## What the task asks
Across the entries that follow, work out the number of lines containing the string "timestamp", and state it alone.

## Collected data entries
##############################
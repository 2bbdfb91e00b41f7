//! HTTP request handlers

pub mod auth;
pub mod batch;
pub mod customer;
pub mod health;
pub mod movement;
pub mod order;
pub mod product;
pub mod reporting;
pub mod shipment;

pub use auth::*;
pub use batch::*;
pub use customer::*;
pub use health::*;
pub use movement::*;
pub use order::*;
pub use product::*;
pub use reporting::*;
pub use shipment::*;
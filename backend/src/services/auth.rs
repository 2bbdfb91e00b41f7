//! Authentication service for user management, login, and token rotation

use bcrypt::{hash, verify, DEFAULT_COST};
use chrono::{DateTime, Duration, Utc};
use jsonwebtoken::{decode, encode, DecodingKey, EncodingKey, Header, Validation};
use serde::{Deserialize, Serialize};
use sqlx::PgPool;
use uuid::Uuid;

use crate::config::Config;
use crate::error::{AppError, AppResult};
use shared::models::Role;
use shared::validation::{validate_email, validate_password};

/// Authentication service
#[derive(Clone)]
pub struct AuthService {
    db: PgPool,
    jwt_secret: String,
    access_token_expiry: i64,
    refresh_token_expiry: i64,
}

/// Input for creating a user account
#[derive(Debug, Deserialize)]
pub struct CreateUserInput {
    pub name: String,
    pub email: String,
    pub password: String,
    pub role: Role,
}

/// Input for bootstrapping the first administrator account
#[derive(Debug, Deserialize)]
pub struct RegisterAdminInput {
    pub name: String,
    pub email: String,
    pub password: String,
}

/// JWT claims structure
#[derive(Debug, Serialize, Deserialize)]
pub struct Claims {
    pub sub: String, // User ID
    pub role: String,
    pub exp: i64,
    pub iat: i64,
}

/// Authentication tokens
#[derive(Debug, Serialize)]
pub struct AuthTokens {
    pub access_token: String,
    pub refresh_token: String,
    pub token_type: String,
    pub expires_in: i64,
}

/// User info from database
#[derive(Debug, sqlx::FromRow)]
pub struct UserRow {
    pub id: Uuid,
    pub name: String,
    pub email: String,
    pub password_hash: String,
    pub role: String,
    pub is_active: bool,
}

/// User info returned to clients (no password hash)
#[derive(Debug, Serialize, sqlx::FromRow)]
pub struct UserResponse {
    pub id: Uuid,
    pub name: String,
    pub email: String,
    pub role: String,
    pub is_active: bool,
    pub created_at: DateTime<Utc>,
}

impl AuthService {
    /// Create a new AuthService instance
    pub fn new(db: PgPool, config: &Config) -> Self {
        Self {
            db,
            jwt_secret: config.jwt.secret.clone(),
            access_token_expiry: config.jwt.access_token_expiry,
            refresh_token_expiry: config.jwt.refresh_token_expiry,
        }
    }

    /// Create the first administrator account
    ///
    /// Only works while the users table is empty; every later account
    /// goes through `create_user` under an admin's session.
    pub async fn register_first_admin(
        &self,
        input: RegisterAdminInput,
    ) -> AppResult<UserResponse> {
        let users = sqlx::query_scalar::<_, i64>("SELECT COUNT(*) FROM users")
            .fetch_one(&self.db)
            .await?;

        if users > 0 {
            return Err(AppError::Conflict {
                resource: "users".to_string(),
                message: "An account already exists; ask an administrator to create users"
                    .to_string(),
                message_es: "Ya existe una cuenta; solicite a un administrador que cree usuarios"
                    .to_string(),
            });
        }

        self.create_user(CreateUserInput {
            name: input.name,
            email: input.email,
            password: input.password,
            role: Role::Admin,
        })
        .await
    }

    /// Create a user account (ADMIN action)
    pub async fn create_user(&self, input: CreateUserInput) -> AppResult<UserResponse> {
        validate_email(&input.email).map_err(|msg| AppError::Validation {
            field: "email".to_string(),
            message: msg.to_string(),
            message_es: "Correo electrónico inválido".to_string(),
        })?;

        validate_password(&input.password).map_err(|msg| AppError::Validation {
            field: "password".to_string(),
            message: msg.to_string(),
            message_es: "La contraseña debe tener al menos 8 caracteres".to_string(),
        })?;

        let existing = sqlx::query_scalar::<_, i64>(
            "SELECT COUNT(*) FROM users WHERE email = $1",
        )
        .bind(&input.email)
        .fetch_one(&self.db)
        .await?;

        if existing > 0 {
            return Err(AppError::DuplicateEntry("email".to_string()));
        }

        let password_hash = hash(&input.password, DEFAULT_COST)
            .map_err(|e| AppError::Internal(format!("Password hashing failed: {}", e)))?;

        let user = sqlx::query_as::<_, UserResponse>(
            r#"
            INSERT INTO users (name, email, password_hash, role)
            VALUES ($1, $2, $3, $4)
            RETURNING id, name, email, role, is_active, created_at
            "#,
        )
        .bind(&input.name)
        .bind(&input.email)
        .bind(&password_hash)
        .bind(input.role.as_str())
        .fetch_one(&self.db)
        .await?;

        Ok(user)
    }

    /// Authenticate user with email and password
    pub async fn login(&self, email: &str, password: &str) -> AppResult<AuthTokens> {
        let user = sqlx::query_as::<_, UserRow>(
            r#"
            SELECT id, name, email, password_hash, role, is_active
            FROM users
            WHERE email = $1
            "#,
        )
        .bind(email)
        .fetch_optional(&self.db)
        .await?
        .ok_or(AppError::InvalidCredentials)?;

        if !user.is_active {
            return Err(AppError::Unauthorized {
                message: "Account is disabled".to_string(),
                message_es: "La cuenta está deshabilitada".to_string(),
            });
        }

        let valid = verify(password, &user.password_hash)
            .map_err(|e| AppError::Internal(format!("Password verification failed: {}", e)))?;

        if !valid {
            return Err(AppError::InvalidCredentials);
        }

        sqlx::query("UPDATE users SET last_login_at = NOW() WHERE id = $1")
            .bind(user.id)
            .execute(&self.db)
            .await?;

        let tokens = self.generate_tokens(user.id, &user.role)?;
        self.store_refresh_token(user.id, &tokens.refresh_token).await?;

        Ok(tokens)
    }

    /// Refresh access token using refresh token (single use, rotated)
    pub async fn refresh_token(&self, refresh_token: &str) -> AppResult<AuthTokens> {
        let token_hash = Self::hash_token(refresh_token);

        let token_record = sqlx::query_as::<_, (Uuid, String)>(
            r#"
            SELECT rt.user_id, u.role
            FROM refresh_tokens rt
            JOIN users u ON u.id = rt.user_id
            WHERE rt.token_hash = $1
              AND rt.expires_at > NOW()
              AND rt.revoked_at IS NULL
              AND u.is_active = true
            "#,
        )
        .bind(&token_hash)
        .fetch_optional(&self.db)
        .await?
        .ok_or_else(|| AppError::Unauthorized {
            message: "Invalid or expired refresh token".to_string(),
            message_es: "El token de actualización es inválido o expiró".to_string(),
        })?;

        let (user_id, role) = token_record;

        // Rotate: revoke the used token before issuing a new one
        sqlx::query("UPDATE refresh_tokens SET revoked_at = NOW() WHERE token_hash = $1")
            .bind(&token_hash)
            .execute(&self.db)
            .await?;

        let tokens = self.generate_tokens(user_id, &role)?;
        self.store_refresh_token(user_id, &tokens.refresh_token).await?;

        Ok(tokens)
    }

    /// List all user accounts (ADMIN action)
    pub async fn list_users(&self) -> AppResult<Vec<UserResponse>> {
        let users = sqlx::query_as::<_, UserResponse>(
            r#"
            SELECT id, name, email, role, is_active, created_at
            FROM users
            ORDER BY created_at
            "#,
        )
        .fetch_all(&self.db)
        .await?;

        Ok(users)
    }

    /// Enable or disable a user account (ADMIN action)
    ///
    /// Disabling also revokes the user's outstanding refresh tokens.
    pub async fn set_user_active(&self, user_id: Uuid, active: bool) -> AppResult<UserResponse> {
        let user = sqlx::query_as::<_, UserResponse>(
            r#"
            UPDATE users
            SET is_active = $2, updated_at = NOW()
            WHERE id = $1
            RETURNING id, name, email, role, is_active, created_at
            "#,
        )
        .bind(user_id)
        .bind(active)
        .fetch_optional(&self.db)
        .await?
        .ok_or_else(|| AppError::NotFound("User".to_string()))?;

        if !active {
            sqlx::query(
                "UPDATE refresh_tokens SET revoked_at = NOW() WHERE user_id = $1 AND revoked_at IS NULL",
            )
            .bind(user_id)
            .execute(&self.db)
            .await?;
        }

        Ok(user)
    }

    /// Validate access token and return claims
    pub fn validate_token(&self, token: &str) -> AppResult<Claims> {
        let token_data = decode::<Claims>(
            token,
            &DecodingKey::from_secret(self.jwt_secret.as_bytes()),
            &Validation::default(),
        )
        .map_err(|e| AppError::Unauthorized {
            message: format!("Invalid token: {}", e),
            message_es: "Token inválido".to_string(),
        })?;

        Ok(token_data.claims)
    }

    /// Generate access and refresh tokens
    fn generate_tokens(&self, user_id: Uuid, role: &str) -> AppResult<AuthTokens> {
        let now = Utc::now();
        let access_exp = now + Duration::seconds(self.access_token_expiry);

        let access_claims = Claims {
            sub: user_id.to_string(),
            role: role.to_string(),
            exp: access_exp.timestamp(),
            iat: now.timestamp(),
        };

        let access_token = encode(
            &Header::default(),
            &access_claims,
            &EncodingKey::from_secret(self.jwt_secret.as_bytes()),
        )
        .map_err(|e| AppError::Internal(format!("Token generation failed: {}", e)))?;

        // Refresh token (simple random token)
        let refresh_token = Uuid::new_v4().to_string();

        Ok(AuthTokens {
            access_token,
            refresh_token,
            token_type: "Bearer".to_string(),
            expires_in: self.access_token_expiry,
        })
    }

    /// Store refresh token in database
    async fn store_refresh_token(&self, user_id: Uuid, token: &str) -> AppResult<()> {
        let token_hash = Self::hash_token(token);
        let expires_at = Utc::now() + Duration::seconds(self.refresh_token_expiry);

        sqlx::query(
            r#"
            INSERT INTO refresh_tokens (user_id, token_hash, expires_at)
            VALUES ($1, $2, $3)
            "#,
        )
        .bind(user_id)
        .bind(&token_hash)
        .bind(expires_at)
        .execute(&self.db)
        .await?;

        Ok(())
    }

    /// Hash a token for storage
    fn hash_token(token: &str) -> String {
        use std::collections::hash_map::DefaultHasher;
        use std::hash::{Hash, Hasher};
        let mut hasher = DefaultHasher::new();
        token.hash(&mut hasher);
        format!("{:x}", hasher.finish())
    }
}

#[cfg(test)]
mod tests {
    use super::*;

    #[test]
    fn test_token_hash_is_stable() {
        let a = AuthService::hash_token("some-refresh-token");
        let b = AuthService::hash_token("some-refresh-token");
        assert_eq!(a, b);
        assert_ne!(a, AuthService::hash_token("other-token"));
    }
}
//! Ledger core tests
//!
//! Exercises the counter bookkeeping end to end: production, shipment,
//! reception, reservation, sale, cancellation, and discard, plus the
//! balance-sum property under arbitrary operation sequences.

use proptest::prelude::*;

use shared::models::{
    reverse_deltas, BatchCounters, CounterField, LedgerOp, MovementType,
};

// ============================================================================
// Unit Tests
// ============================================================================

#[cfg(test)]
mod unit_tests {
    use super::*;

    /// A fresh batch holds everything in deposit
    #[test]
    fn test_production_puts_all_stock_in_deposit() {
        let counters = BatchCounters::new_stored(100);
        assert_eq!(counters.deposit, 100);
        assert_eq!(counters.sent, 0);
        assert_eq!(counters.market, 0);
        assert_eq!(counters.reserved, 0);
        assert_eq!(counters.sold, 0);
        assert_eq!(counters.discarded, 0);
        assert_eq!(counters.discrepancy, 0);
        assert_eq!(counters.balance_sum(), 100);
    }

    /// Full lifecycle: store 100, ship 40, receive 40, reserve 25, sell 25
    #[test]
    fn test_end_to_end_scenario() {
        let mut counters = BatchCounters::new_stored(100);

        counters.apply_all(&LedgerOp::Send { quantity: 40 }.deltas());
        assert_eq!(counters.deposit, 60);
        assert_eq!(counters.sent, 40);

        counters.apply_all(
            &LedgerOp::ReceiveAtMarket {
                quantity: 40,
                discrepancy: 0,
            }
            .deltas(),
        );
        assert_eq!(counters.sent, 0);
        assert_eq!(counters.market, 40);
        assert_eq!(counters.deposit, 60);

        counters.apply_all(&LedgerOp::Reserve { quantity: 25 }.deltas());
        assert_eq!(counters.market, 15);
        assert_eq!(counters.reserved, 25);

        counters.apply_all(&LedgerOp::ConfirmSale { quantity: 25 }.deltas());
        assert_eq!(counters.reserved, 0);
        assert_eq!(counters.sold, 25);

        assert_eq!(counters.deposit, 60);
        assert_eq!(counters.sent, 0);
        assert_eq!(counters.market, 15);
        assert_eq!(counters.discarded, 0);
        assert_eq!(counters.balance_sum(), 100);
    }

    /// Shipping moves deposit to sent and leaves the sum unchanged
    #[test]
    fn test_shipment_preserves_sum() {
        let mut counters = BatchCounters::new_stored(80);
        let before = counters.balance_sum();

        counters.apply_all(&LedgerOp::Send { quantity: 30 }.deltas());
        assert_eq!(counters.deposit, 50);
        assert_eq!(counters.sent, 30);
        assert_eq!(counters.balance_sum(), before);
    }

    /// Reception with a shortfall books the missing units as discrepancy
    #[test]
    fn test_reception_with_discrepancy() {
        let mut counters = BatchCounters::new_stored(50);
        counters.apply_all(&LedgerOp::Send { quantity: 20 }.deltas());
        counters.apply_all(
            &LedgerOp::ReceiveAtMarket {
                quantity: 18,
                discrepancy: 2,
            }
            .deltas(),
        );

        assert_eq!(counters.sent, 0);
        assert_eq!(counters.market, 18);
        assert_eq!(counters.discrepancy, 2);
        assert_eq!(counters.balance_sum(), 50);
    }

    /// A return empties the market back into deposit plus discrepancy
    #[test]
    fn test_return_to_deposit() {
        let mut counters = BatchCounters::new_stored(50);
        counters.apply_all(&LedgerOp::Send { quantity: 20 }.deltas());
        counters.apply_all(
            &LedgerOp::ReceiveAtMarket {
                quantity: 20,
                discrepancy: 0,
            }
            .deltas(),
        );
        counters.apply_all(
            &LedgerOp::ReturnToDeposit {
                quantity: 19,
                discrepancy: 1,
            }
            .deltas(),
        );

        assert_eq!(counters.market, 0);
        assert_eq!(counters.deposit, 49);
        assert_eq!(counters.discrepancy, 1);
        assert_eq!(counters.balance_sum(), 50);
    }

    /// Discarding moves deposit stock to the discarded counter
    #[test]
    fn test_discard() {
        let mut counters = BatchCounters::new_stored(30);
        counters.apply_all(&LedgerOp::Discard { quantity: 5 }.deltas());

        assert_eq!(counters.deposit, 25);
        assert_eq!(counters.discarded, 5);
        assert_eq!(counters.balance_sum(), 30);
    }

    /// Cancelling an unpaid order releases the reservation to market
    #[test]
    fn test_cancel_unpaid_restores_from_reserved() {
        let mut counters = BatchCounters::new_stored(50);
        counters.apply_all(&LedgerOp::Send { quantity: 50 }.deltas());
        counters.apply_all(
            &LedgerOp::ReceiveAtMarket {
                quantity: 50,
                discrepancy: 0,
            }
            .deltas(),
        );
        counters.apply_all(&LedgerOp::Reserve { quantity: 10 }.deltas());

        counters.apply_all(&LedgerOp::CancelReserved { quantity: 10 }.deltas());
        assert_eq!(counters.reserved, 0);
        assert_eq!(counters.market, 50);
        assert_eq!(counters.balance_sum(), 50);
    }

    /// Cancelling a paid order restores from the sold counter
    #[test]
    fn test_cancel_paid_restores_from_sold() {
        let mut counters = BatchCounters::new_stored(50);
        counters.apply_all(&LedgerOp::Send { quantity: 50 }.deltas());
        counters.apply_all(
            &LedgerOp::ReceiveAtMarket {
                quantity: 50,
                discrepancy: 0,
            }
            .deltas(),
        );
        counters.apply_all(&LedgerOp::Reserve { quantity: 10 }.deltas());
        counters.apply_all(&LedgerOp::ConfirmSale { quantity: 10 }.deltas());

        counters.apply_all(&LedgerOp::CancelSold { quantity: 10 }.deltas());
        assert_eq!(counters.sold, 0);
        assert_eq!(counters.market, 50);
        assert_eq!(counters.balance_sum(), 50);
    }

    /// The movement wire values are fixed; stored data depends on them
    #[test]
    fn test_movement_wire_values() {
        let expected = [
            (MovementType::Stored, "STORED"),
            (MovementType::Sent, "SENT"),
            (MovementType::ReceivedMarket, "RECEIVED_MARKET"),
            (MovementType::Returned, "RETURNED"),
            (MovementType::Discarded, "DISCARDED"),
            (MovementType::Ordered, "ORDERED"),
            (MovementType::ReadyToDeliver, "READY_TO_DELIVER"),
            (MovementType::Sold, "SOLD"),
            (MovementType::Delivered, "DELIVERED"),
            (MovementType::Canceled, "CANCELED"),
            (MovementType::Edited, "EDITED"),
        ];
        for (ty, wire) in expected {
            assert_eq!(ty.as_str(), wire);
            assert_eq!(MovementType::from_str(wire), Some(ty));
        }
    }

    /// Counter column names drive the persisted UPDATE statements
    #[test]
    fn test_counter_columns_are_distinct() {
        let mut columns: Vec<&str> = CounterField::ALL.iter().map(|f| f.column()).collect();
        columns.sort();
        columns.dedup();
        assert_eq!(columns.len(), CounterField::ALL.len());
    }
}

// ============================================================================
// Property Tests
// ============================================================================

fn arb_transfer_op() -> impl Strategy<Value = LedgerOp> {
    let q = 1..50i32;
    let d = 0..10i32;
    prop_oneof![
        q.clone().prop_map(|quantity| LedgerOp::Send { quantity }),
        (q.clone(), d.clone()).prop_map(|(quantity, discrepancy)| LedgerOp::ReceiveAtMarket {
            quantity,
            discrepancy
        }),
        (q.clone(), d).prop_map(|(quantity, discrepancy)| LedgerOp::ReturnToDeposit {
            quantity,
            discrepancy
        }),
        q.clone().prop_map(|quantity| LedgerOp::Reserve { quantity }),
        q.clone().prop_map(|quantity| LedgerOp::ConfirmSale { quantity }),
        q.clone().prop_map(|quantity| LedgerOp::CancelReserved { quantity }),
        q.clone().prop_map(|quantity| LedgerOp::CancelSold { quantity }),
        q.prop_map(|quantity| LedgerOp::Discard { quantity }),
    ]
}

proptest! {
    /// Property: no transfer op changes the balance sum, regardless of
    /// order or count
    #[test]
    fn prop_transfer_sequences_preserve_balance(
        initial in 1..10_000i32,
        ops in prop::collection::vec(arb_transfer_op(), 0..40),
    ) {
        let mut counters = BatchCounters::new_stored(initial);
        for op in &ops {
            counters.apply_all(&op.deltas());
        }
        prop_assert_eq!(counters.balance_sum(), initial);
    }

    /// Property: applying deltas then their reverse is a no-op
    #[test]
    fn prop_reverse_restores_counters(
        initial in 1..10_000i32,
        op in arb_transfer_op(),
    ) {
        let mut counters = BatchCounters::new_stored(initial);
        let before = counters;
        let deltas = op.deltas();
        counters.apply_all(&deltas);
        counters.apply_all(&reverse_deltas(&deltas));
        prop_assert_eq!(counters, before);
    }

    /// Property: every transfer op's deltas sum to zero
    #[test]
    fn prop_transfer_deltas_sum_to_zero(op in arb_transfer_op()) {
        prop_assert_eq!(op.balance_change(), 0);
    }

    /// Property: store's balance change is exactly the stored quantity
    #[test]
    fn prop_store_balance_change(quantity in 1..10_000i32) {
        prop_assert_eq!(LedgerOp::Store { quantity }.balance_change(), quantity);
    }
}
##############################
## Answer space
2